O fio condutor já tinha sido estabelecido pela Judite Sousa: Teixeira dos Santos viu-se obrigado a enfrentar a teimosia de Sócrates; no calor da contenda, cortaram relações; a degradação financeira mais não seria que o resultado da teimosia e da cegueira do primeiro-ministro e do partido socialista; o colapso pouco teria a ver com a traição dos mercados e da política da união europeia...
( Já passaram 15 minutos, e os mabecos nos bastidores.
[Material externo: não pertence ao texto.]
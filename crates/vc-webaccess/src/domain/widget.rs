//! Widget snapshots read from the host's virtual console tree.
//!
//! The host owns the tree. The gateway only ever sees [`Widget`] values,
//! which are detached copies taken at lookup time, and refers to live widgets
//! by [`WidgetId`]. Any id may stop resolving between two calls.

use crate::domain::chaser::Chaser;
use serde::{Deserialize, Serialize};
use std::fmt;

/// Identifier of a widget in the host tree.
#[derive(Debug, Clone, Copy, PartialEq, Eq, Hash, PartialOrd, Ord, Serialize, Deserialize)]
#[serde(transparent)]
pub struct WidgetId(pub u32);

impl fmt::Display for WidgetId {
    fn fmt(&self, f: &mut fmt::Formatter<'_>) -> fmt::Result {
        write!(f, "{}", self.0)
    }
}

impl From<u32> for WidgetId {
    fn from(id: u32) -> Self {
        Self(id)
    }
}

/// RGB color, rendered as `#rrggbb`.
#[derive(Debug, Clone, Copy, PartialEq, Eq, Default, Serialize, Deserialize)]
pub struct Color {
    pub r: u8,
    pub g: u8,
    pub b: u8,
}

impl Color {
    pub const fn rgb(r: u8, g: u8, b: u8) -> Self {
        Self { r, g, b }
    }

    /// CSS hex notation (`#5a5a5a`)
    pub fn css(&self) -> String {
        format!("#{:02x}{:02x}{:02x}", self.r, self.g, self.b)
    }
}

impl fmt::Display for Color {
    fn fmt(&self, f: &mut fmt::Formatter<'_>) -> fmt::Result {
        f.write_str(&self.css())
    }
}

/// Widget position and size in pixels, relative to the parent container.
#[derive(Debug, Clone, Copy, PartialEq, Eq, Default, Serialize, Deserialize)]
pub struct Geometry {
    pub x: i32,
    pub y: i32,
    pub width: i32,
    pub height: i32,
}

impl Geometry {
    pub const fn new(x: i32, y: i32, width: i32, height: i32) -> Self {
        Self {
            x,
            y,
            width,
            height,
        }
    }
}

/// Widget capability with the type-specific state the renderer needs.
#[derive(Debug, Clone, PartialEq)]
pub enum WidgetKind {
    Frame { header_visible: bool },
    SoloFrame { header_visible: bool },
    Button { on: bool },
    Slider { value: u8 },
    Label,
    AudioTriggers,
    CueList { chaser: Option<Chaser> },
    Generic,
}

impl WidgetKind {
    pub fn tag(&self) -> KindTag {
        match self {
            WidgetKind::Frame { .. } => KindTag::Frame,
            WidgetKind::SoloFrame { .. } => KindTag::SoloFrame,
            WidgetKind::Button { .. } => KindTag::Button,
            WidgetKind::Slider { .. } => KindTag::Slider,
            WidgetKind::Label => KindTag::Label,
            WidgetKind::AudioTriggers => KindTag::AudioTriggers,
            WidgetKind::CueList { .. } => KindTag::CueList,
            WidgetKind::Generic => KindTag::Generic,
        }
    }
}

/// State-free widget capability tag.
#[derive(Debug, Clone, Copy, PartialEq, Eq, Hash, PartialOrd, Ord)]
pub enum KindTag {
    Frame,
    SoloFrame,
    Button,
    Slider,
    Label,
    AudioTriggers,
    CueList,
    Generic,
}

impl KindTag {
    pub const ALL: [KindTag; 8] = [
        KindTag::Frame,
        KindTag::SoloFrame,
        KindTag::Button,
        KindTag::Slider,
        KindTag::Label,
        KindTag::AudioTriggers,
        KindTag::CueList,
        KindTag::Generic,
    ];

    /// Kinds whose state changes are pushed to the browser
    pub fn is_interactive(self) -> bool {
        matches!(
            self,
            KindTag::Button | KindTag::Slider | KindTag::AudioTriggers | KindTag::CueList
        )
    }
}

/// Detached copy of one widget.
#[derive(Debug, Clone, PartialEq)]
pub struct Widget {
    pub id: WidgetId,
    /// Direct parent, `None` for the console root
    pub parent: Option<WidgetId>,
    pub kind: WidgetKind,
    pub geometry: Geometry,
    pub foreground: Color,
    pub background: Color,
    pub caption: String,
    pub visible: bool,
}

impl Widget {
    pub fn new(id: impl Into<WidgetId>, kind: WidgetKind) -> Self {
        Self {
            id: id.into(),
            parent: None,
            kind,
            geometry: Geometry::default(),
            foreground: Color::rgb(0, 0, 0),
            background: Color::rgb(0xd6, 0xd2, 0xd0),
            caption: String::new(),
            visible: true,
        }
    }

    pub fn with_parent(mut self, parent: impl Into<WidgetId>) -> Self {
        self.parent = Some(parent.into());
        self
    }

    pub fn with_geometry(mut self, geometry: Geometry) -> Self {
        self.geometry = geometry;
        self
    }

    pub fn with_caption(mut self, caption: impl Into<String>) -> Self {
        self.caption = caption.into();
        self
    }

    pub fn with_colors(mut self, foreground: Color, background: Color) -> Self {
        self.foreground = foreground;
        self.background = background;
        self
    }

    pub fn hidden(mut self) -> Self {
        self.visible = false;
        self
    }

    pub fn tag(&self) -> KindTag {
        self.kind.tag()
    }
}
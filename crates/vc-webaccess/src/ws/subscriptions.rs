//! Widget change subscriptions.
//!
//! The renderer subscribes every interactive widget it emits. The host posts
//! typed [`HostEvent`]s into an [`EventSink`] without knowing about the
//! transport; only events for subscribed widgets reach the push channel.

use crate::domain::event::{HostEvent, PushEvent};
use crate::domain::widget::WidgetId;
use crate::ws::channel::PushChannel;
use dashmap::DashSet;
use std::sync::Arc;
use tracing::{debug, trace};

/// Set of widgets whose changes are pushed to the browser.
#[derive(Default)]
pub struct NotificationRegistry {
    widgets: DashSet<WidgetId>,
}

impl NotificationRegistry {
    pub fn new() -> Self {
        Self::default()
    }

    /// Subscribe a widget. Returns `false` if it already was.
    pub fn subscribe(&self, id: WidgetId) -> bool {
        let added = self.widgets.insert(id);
        if added {
            debug!(widget_id = %id, "Subscribed widget for push");
        }
        added
    }

    pub fn is_subscribed(&self, id: WidgetId) -> bool {
        self.widgets.contains(&id)
    }

    pub fn len(&self) -> usize {
        self.widgets.len()
    }

    pub fn is_empty(&self) -> bool {
        self.widgets.is_empty()
    }

    /// Forget every subscription (console replaced)
    pub fn clear(&self) {
        self.widgets.clear();
    }
}

/// Entry point for host-side state changes.
///
/// Cheap to clone; safe to call from any thread.
#[derive(Clone)]
pub struct EventSink {
    registry: Arc<NotificationRegistry>,
    channel: Arc<PushChannel>,
}

impl EventSink {
    pub fn new(registry: Arc<NotificationRegistry>, channel: Arc<PushChannel>) -> Self {
        Self { registry, channel }
    }

    /// Post a host event. Returns whether a frame was pushed.
    pub fn post(&self, event: HostEvent) -> bool {
        if let Some(id) = event.widget() {
            if !self.registry.is_subscribed(id) {
                trace!(widget_id = %id, "Change on unsubscribed widget ignored");
                return false;
            }
        } else {
            // Widget ids of the previous console are meaningless now
            self.registry.clear();
        }

        self.channel.notify(&PushEvent::from(event))
    }
}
A publicidade continua...)  
Quanto à cronologia dos acontecimentos, a jornalista desvaloriza-a; interessa-lhe apenas o guião da traição e do sangue; para a análise do presente, reserva dois minutos, entrecortados por várias perguntas, sobressaindo a preocupação do guionista em relação ao futuro político do entrevistado...
( A publicidade continua, dos mabecos ainda não se avistam as orelhas, devem estar sintonizados com os diretórios políticos!)
Afinal, parece que os mabecos já estão na antena ... eu é que tenho estado no "big brother" e não sabia... Ainda não percebi bem para que é que servem estas entrevistas!

25.6.13

Vitória de Pirro

A única expressão que me vem à cabeça ao escutar governantes, comentadores e sindicatos da educação é que estamos perante uma «vitória de Pirro». Com o "entendimento" obtido, mas sem "acordo", as tropas desbaratadas regressam ao trabalho. No entanto, daqui a um mês, já será possível perceber que faltarão milhares de horas para cumprir as promessas de hoje.
E nada disto faz sentido quando a notícia é que o deficit, no 1º trimestre, ultrapassou os 10%.
Vivemos em tempo de promessas e não faltam por aí fervorosos crentes...

24.6.13

Silva Carvalho e Mário de Carvalho

«O real não é uma manifestação da matéria. / O real é a matéria de onde irrompem as coisas.» Silva Carvalho, Logo, Só Há História, 2013
 
Silva Carvalho é um escultor da palavra que nos pode deslumbrar se tivermos tempo para nos fixar nessa casca rude da matéria de que irrompemos. Como ele há muito poucos! Presentemente, vou lendo Mário de Carvalho (O Varandim / Ocaso em Carvangel, 2012), para quem a reconstituição de léxicos específicos é um modo de reconstituir atividades extintas e/ou longínquas.
Não sei se estes dois escritores se frequentam, mas creio que ambos, cada um à sua maneira, vivem obsessivamente a captura do real, da matéria na sua extensão e duração.
De momento, não me sinto autorizado a ensaiar um comentário mais aprofundado. Mas sinto que ambos merecem ser lidos atentamente, apesar de saber que os leitores preferem uma língua simplificada, esburgada de referencialidade.
Na verdade, vivemos num tempo formatado, que, apesar da globalização, ignora a duração (História) e prefere o GPS.